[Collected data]
|---|
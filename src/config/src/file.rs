// Copyright 2023 Twitter, Inc.
// Licensed under the Apache License, Version 2.0
// http://www.apache.org/licenses/LICENSE-2.0

use crate::ConfigError;
use std::path::{Path, PathBuf};
use std::str::FromStr;

const MAX_INCLUDE_DEPTH: usize = 5;

/// One configuration line: a key and its parameter vector.
#[derive(Clone, Debug, PartialEq, Eq)]
pub struct ConfigEntry {
    pub key: String,
    pub params: Vec<String>,
}

/// An ordered multi-map of configuration entries.
#[derive(Clone, Debug, Default)]
pub struct ConfigFile {
    entries: Vec<ConfigEntry>,
}

enum State {
    Start,
    Comment,
    Key,
    Args,
    ArgsEscape,
    Token,
    TokenEscape,
    QuotedString,
    QuotedEscape,
}

impl ConfigFile {
    /// Load and parse a configuration file, splicing `include` directives
    /// relative to the including file.
    pub fn load<P: AsRef<Path>>(path: P) -> Result<Self, ConfigError> {
        let path = path.as_ref();
        debug!("loading configuration {:?}", path);

        let mut entries = Vec::new();
        read_into(path, 0, &mut entries)?;
        Ok(Self { entries })
    }

    /// Parse configuration text. `include` directives are resolved relative
    /// to the current directory.
    pub fn parse(input: &str) -> Result<Self, ConfigError> {
        let mut entries = Vec::new();
        parse_into(input, Path::new("."), 0, &mut entries)?;
        Ok(Self { entries })
    }

    pub fn entries(&self) -> &[ConfigEntry] {
        &self.entries
    }

    /// All entries for `key`, in file order.
    pub fn entries_for<'a>(&'a self, key: &'a str) -> impl Iterator<Item = &'a ConfigEntry> {
        self.entries.iter().filter(move |e| e.key == key)
    }

    /// The first parameter of the first entry for `key`, if any.
    pub fn value<'a>(&'a self, key: &'a str) -> Option<&'a str> {
        self.entries_for(key)
            .find(|e| !e.params.is_empty())
            .map(|e| e.params[0].as_str())
    }

    /// Parse the first value for `key` into `T`, falling back to `default`
    /// when the key is absent.
    pub fn parsed_or<T: FromStr>(&self, key: &str, default: T) -> Result<T, ConfigError> {
        match self.value(key) {
            Some(v) => v.parse().map_err(|_| ConfigError::BadValue {
                key: key.to_owned(),
                value: v.to_owned(),
            }),
            None => Ok(default),
        }
    }

    /// Boolean lookup accepting `0/1`, `true/false`, `yes/no`.
    pub fn bool_or(&self, key: &str, default: bool) -> Result<bool, ConfigError> {
        match self.value(key) {
            Some(v) => match v.to_ascii_lowercase().as_str() {
                "1" | "true" | "yes" => Ok(true),
                "0" | "false" | "no" => Ok(false),
                _ => Err(ConfigError::BadValue {
                    key: key.to_owned(),
                    value: v.to_owned(),
                }),
            },
            None => Ok(default),
        }
    }
}

fn read_into(path: &Path, depth: usize, entries: &mut Vec<ConfigEntry>) -> Result<(), ConfigError> {
    if depth > MAX_INCLUDE_DEPTH {
        return Err(ConfigError::IncludeDepth(MAX_INCLUDE_DEPTH));
    }

    let input = std::fs::read_to_string(path).map_err(|source| ConfigError::Io {
        path: path.display().to_string(),
        source,
    })?;

    let base = path.parent().unwrap_or_else(|| Path::new("."));
    parse_into(&input, base, depth, entries)
}

fn parse_into(
    input: &str,
    base: &Path,
    depth: usize,
    entries: &mut Vec<ConfigEntry>,
) -> Result<(), ConfigError> {
    let mut state = State::Start;
    let mut line = 1usize;
    let mut key = String::new();
    let mut token = String::new();
    let mut params: Vec<String> = Vec::new();

    // a trailing newline simplifies end-of-entry handling
    for ch in input.chars().chain(std::iter::once('\n')) {
        state = match state {
            State::Start => match ch {
                '#' => State::Comment,
                c if c.is_whitespace() => State::Start,
                c => {
                    key.push(c);
                    State::Key
                }
            },

            State::Comment => {
                if ch == '\n' {
                    State::Start
                } else {
                    State::Comment
                }
            }

            State::Key => match ch {
                '\n' => {
                    finish_entry(&mut key, &mut params, base, depth, entries, line)?;
                    State::Start
                }
                '#' => {
                    finish_entry(&mut key, &mut params, base, depth, entries, line)?;
                    State::Comment
                }
                c if c.is_whitespace() => State::Args,
                c => {
                    key.push(c);
                    State::Key
                }
            },

            State::Args => match ch {
                '\n' => {
                    finish_entry(&mut key, &mut params, base, depth, entries, line)?;
                    State::Start
                }
                '#' => {
                    finish_entry(&mut key, &mut params, base, depth, entries, line)?;
                    State::Comment
                }
                '\\' => State::ArgsEscape,
                '"' => State::QuotedString,
                c if c.is_whitespace() => State::Args,
                c => {
                    token.push(c);
                    State::Token
                }
            },

            // a backslash before a newline continues the entry on the next
            // line; before anything else it starts a token with that char
            State::ArgsEscape => match ch {
                '\n' => State::Args,
                c => {
                    token.push(c);
                    State::Token
                }
            },

            State::Token => match ch {
                '\n' => {
                    params.push(std::mem::take(&mut token));
                    finish_entry(&mut key, &mut params, base, depth, entries, line)?;
                    State::Start
                }
                '#' => {
                    params.push(std::mem::take(&mut token));
                    finish_entry(&mut key, &mut params, base, depth, entries, line)?;
                    State::Comment
                }
                '\\' => State::TokenEscape,
                c if c.is_whitespace() => {
                    params.push(std::mem::take(&mut token));
                    State::Args
                }
                c => {
                    token.push(c);
                    State::Token
                }
            },

            State::TokenEscape => {
                token.push(ch);
                State::Token
            }

            State::QuotedString => match ch {
                '"' => {
                    params.push(std::mem::take(&mut token));
                    State::Args
                }
                '\\' => State::QuotedEscape,
                '\n' => {
                    return Err(ConfigError::Parse {
                        line,
                        reason: "unterminated quoted string",
                    })
                }
                c => {
                    token.push(c);
                    State::QuotedString
                }
            },

            State::QuotedEscape => {
                token.push(ch);
                State::QuotedString
            }
        };

        if ch == '\n' {
            line += 1;
        }
    }

    match state {
        State::Start | State::Comment => Ok(()),
        _ => Err(ConfigError::Parse {
            line,
            reason: "truncated entry at end of input",
        }),
    }
}

fn finish_entry(
    key: &mut String,
    params: &mut Vec<String>,
    base: &Path,
    depth: usize,
    entries: &mut Vec<ConfigEntry>,
    line: usize,
) -> Result<(), ConfigError> {
    let key = std::mem::take(key);
    let params = std::mem::take(params);

    if key == "include" {
        if params.len() != 1 {
            return Err(ConfigError::Parse {
                line,
                reason: "include takes exactly one file",
            });
        }
        let mut target = PathBuf::from(&params[0]);
        if target.is_relative() {
            target = base.join(target);
        }
        return read_into(&target, depth + 1, entries);
    }

    entries.push(ConfigEntry { key, params });
    Ok(())
}

#[cfg(test)]
mod tests {
    use super::*;

    #[test]
    fn parses_keys_and_params() {
        let config = ConfigFile::parse("MinThreads 5\nListen 127.0.0.1 8000\n").unwrap();

        assert_eq!(config.entries().len(), 2);
        assert_eq!(config.value("MinThreads"), Some("5"));

        let listen: Vec<_> = config.entries_for("Listen").collect();
        assert_eq!(listen[0].params, vec!["127.0.0.1", "8000"]);
    }

    #[test]
    fn repeated_keys_preserve_order() {
        let config = ConfigFile::parse(
            "MapUrl ^/a$ first\n\
             MapUrl ^/b$ second\n\
             MapUrl ^/c$ third\n",
        )
        .unwrap();

        let components: Vec<_> = config
            .entries_for("MapUrl")
            .map(|e| e.params[1].as_str())
            .collect();
        assert_eq!(components, vec!["first", "second", "third"]);
    }

    #[test]
    fn comments_and_blank_lines_skipped() {
        let config = ConfigFile::parse(
            "# a comment\n\
             \n\
             MinThreads 5 # trailing comment\n\
             MaxThreads 10\n",
        )
        .unwrap();

        assert_eq!(config.value("MinThreads"), Some("5"));
        assert_eq!(config.value("MaxThreads"), Some("10"));
        assert_eq!(config.entries().len(), 2);
    }

    #[test]
    fn quoted_params_keep_whitespace() {
        let config =
            ConfigFile::parse("DefaultContentType \"text/html; charset=UTF-8\"\n").unwrap();
        assert_eq!(
            config.value("DefaultContentType"),
            Some("text/html; charset=UTF-8")
        );
    }

    #[test]
    fn escaped_characters() {
        let config = ConfigFile::parse("SetEnv PATH /usr/lo\\ cal\nKey \"a \\\"b\\\"\"\n").unwrap();

        let entry = config.entries_for("SetEnv").next().unwrap();
        assert_eq!(entry.params, vec!["PATH", "/usr/lo cal"]);

        assert_eq!(config.value("Key"), Some("a \"b\""));
    }

    #[test]
    fn continuation_line() {
        let config = ConfigFile::parse("MapUrl ^/x$ \\\n  component\n").unwrap();
        let entry = config.entries_for("MapUrl").next().unwrap();
        assert_eq!(entry.params, vec!["^/x$", "component"]);
    }

    #[test]
    fn unterminated_quote_is_an_error() {
        assert!(matches!(
            ConfigFile::parse("Key \"oops\n"),
            Err(ConfigError::Parse { .. })
        ));
    }

    #[test]
    fn missing_value_falls_back() {
        let config = ConfigFile::parse("").unwrap();
        assert_eq!(config.parsed_or("QueueSize", 1000usize).unwrap(), 1000);
        assert!(config.bool_or("EnableCompression", true).unwrap());
    }

    #[test]
    fn bad_numeric_value_is_an_error() {
        let config = ConfigFile::parse("QueueSize lots\n").unwrap();
        assert!(matches!(
            config.parsed_or("QueueSize", 0usize),
            Err(ConfigError::BadValue { .. })
        ));
    }

    #[test]
    fn include_splices_entries() {
        let dir = std::env::temp_dir().join(format!("tern-config-test-{}", std::process::id()));
        std::fs::create_dir_all(&dir).unwrap();
        std::fs::write(dir.join("extra.conf"), "MaxThreads 20\n").unwrap();
        std::fs::write(dir.join("main.conf"), "MinThreads 2\ninclude extra.conf\n").unwrap();

        let config = ConfigFile::load(dir.join("main.conf")).unwrap();
        assert_eq!(config.value("MinThreads"), Some("2"));
        assert_eq!(config.value("MaxThreads"), Some("20"));

        let _ = std::fs::remove_dir_all(&dir);
    }
}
|---|
Gather each line in the data that holds the string "ConfigEntry".

pub struct ConfigEntry {
    entries: Vec<ConfigEntry>,
    pub fn entries(&self) -> &[ConfigEntry] {
    pub fn entries_for<'a>(&'a self, key: &'a str) -> impl Iterator<Item = &'a ConfigEntry> {
fn read_into(path: &Path, depth: usize, entries: &mut Vec<ConfigEntry>) -> Result<(), ConfigError> {
    entries: &mut Vec<ConfigEntry>,
    entries: &mut Vec<ConfigEntry>,
    entries.push(ConfigEntry { key, params });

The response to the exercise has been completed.